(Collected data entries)
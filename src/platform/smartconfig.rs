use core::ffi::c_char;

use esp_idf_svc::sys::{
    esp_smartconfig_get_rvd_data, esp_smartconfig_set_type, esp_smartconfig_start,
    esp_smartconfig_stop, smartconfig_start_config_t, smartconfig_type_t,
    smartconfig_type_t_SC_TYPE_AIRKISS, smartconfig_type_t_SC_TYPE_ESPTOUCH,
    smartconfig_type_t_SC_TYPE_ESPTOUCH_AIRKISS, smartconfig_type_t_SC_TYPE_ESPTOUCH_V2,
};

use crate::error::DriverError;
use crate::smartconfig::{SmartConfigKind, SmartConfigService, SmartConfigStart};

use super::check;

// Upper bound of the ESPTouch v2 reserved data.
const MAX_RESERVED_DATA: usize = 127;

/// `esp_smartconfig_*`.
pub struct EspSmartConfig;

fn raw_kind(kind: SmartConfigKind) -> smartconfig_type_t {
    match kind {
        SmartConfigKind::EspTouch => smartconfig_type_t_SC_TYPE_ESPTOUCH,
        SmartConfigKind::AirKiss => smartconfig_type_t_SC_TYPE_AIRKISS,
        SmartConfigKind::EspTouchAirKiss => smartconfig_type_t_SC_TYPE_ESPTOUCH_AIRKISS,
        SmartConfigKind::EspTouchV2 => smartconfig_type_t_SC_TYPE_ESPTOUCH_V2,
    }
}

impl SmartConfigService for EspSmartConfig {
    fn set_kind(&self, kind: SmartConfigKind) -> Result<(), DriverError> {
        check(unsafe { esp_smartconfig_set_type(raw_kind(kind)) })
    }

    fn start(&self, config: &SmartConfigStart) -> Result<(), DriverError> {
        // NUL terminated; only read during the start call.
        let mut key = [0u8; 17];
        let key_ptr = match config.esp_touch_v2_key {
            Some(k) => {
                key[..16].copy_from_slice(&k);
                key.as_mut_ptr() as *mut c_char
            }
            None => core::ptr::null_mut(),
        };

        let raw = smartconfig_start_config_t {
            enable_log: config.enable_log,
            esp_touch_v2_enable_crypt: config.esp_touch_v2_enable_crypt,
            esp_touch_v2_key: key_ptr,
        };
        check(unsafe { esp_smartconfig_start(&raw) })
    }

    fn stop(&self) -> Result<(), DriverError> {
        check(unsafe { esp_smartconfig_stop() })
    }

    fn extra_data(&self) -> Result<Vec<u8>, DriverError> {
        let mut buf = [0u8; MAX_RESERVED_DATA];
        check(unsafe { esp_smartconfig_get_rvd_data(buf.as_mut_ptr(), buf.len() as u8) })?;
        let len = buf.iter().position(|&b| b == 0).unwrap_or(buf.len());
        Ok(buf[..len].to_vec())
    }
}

» Aim of the exercise
Scan the records for lines that hold "SmartConfigStart", and reproduce each one you find.

» Answer for the task
use crate::smartconfig::{SmartConfigKind, SmartConfigService, SmartConfigStart};
    fn start(&self, config: &SmartConfigStart) -> Result<(), DriverError> {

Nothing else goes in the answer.